2007 Annual Science Report
Indiana University, Bloomington Reporting | JUL 2006 – JUN 2007
Drilling a Borehole for Sampling of Gases, Water, and Microbes in Sub-Permafrost Groundwater at High Lake, Nunavut Territory, Canada
Project Summary
Project Progress
The High Lake mining property (67° 22’ 47’‘ N, 110° 50’ 37’‘ W) is located in an Archean green stone belt (felsic and mafic volcanics) comprising a significant copper/zinc sulfide deposit and estimated to be frozen to a depth of about 440 meters. The deposit was originally discovered by recognition of the gossans, natural acidic drainage formations that result from the surficial oxidation of ore. A drilling rig was transported by helicopter to the borehole site in July 2006. A short casing was set and a rotary drill was used to expand the diameter (about 5 cm) and remove ice from a previously drilled borehole. After reaching the bottom of the old borehole, water from a freshwater lake was heated to about 30°C and was circulated through the borehole for 5 days prior to the initiation of coring in order to flush-out drilling brine and warm the rock surrounding the borehole. The sampling team (Pfiffner, Onstott, Ruskeeniemi, Johnson, and Tallika) arrived and set up a temporary core processing lab.

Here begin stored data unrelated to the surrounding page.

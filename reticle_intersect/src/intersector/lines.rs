// Copyright 2025 the Reticle Authors
// SPDX-License-Identifier: Apache-2.0 OR MIT

use alloc::vec::Vec;

use glam::Vec3;
use reticle_geometry::segment::{Segment3, polyline_segments};
use smallvec::SmallVec;

use super::{
    IntersectError, Intersector, PointerCapture, captured_intersection, check_capture_kind,
    hit_intersection,
};
use crate::intersection::{Intersection, IntersectionDetails, IntersectorKind};
use crate::order::{BestHit, Candidate, HitSort};
use crate::scene::{RawHit, SceneGraph};
use crate::types::{EventTarget, PointerSample, Pose};

/// Options for [`LinesIntersector`].
#[derive(Clone, Copy, Debug, Default, PartialEq)]
pub struct LinesOptions {
    /// Hits whose accumulated distance is below this are ignored.
    pub min_distance: f32,
}

impl LinesOptions {
    /// Set the minimum accumulated hit distance.
    pub fn with_min_distance(mut self, min_distance: f32) -> Self {
        self.min_distance = min_distance;
        self
    }
}

#[derive(Clone, Copy, Debug)]
struct SegmentHit {
    raw: RawHit,
    line_index: usize,
    distance_on_line: f32,
}

/// Multi-segment probe, for example a curved teleport arc.
///
/// The polyline is given in the device's local frame and follows the device
/// pose. Each segment is raycast in order; a hit's distance is the length of
/// all earlier segments plus the distance along its own segment, so hits on
/// different segments compare on one scale.
#[derive(Clone, Debug)]
pub struct LinesIntersector<K> {
    options: LinesOptions,
    points: Vec<Vec3>,
    pose: Option<Pose>,
    segments: Vec<Segment3>,
    best: BestHit<K, SegmentHit>,
    hits: SmallVec<[RawHit; 4]>,
}

impl<K> LinesIntersector<K> {
    /// Create a lines intersector over local polyline `points`.
    pub fn new(points: Vec<Vec3>, options: LinesOptions) -> Self {
        Self {
            options,
            points,
            pose: None,
            segments: Vec::new(),
            best: BestHit::default(),
            hits: SmallVec::new(),
        }
    }

    /// Replace the local polyline; takes effect on the next prepare.
    pub fn set_points(&mut self, points: Vec<Vec3>) {
        self.points = points;
    }

    /// Local polyline points.
    pub fn points(&self) -> &[Vec3] {
        &self.points
    }

    /// World-space segments of the last prepared sample.
    pub fn segments(&self) -> &[Segment3] {
        &self.segments
    }

    fn build_segments(&mut self, pose: Pose) {
        let transform = pose.affine();
        self.segments.clear();
        self.segments
            .extend(polyline_segments(&self.points, &transform));
    }
}

impl<K: Copy> Intersector<K> for LinesIntersector<K> {
    fn kind(&self) -> IntersectorKind {
        IntersectorKind::Lines
    }

    fn is_ready(&self) -> bool {
        self.pose.is_some() && !self.segments.is_empty()
    }

    fn prepare_intersection(&mut self, sample: &PointerSample) -> bool {
        self.best.clear();
        self.pose = sample.pose;
        match sample.pose {
            Some(pose) => self.build_segments(pose),
            None => self.segments.clear(),
        }
        self.is_ready()
    }

    fn execute_intersection(
        &mut self,
        scene: &dyn SceneGraph<K>,
        node: K,
        order: Option<i32>,
        sort: &HitSort<K>,
    ) {
        let mut prior = 0.0;
        for (line_index, segment) in self.segments.iter().enumerate() {
            let length = segment.length();
            self.hits.clear();
            scene.raycast(node, &segment.as_ray(), &mut self.hits);
            for raw in self.hits.drain(..) {
                if raw.distance > length {
                    continue;
                }
                let distance = prior + raw.distance;
                if distance < self.options.min_distance {
                    continue;
                }
                let candidate = Candidate {
                    target: EventTarget::Node(node),
                    distance,
                    order,
                };
                let hit = SegmentHit {
                    raw,
                    line_index,
                    distance_on_line: raw.distance,
                };
                self.best.offer(candidate, hit, sort);
            }
            prior += length;
        }
    }

    fn finalize_intersection(&mut self, scene: &dyn SceneGraph<K>) -> Intersection<K> {
        let pose = self.pose.unwrap_or(Pose::IDENTITY);
        match self.best.take() {
            Some((candidate, hit)) => hit_intersection(
                scene,
                &candidate,
                &hit.raw,
                pose,
                IntersectionDetails::Lines {
                    line_index: hit.line_index,
                    distance_on_line: hit.distance_on_line,
                },
            ),
            None => {
                let (line_index, last) = match self.segments.last() {
                    Some(s) => (self.segments.len() - 1, *s),
                    None => (0, Segment3::new(pose.position, pose.position)),
                };
                Intersection::void(
                    last.end,
                    pose,
                    IntersectionDetails::Lines {
                        line_index,
                        distance_on_line: last.length(),
                    },
                )
            }
        }
    }

    fn intersect_pointer_capture(
        &mut self,
        scene: &dyn SceneGraph<K>,
        capture: &PointerCapture<K>,
    ) -> Result<Intersection<K>, IntersectError> {
        check_capture_kind(capture, IntersectorKind::Lines)?;
        let IntersectionDetails::Lines {
            line_index,
            distance_on_line,
        } = capture.intersection.details
        else {
            return Err(IntersectError::CaptureMismatch {
                expected: IntersectorKind::Lines,
                captured: capture.intersection.details.kind(),
            });
        };
        let Some(pose) = self.pose else {
            return Err(IntersectError::NotPrepared);
        };
        let Some(last) = self.segments.len().checked_sub(1) else {
            return Err(IntersectError::NotPrepared);
        };
        // The polyline may have lost points since the capture; use the last segment then.
        let line_index = line_index.min(last);
        let segment = self.segments[line_index];
        let prior: f32 = self.segments[..line_index].iter().map(Segment3::length).sum();
        let point = segment.start + segment.direction() * distance_on_line;
        Ok(captured_intersection(
            scene,
            capture,
            point,
            prior + distance_on_line,
            pose,
            IntersectionDetails::Lines {
                line_index,
                distance_on_line,
            },
        ))
    }
}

A 1% perfluorocarbon tracer solution was added to the drill water. The tracer solution was pumped into the drill water during the entire coring operation in order to evaluate whether or not any mixing of the drill water with saline groundwater was occurring. Samples of drill water were collected during each core run. Cores for microbial analyses were collected every 7th core run for a total of 10 cores. Immediately prior to a microbial core run, core liners were sterilized with methanol and inserted into a separate wire-line core tube. A small plastic bag containing 5 milliliters of fluorescent microspheres (109 spheres/milliliter) was inserted into the core catcher at the bottom of the core tube. Temperature monitoring strips were inserted between the core liner and the core barrel to measure the maximum temperature experienced by the core run.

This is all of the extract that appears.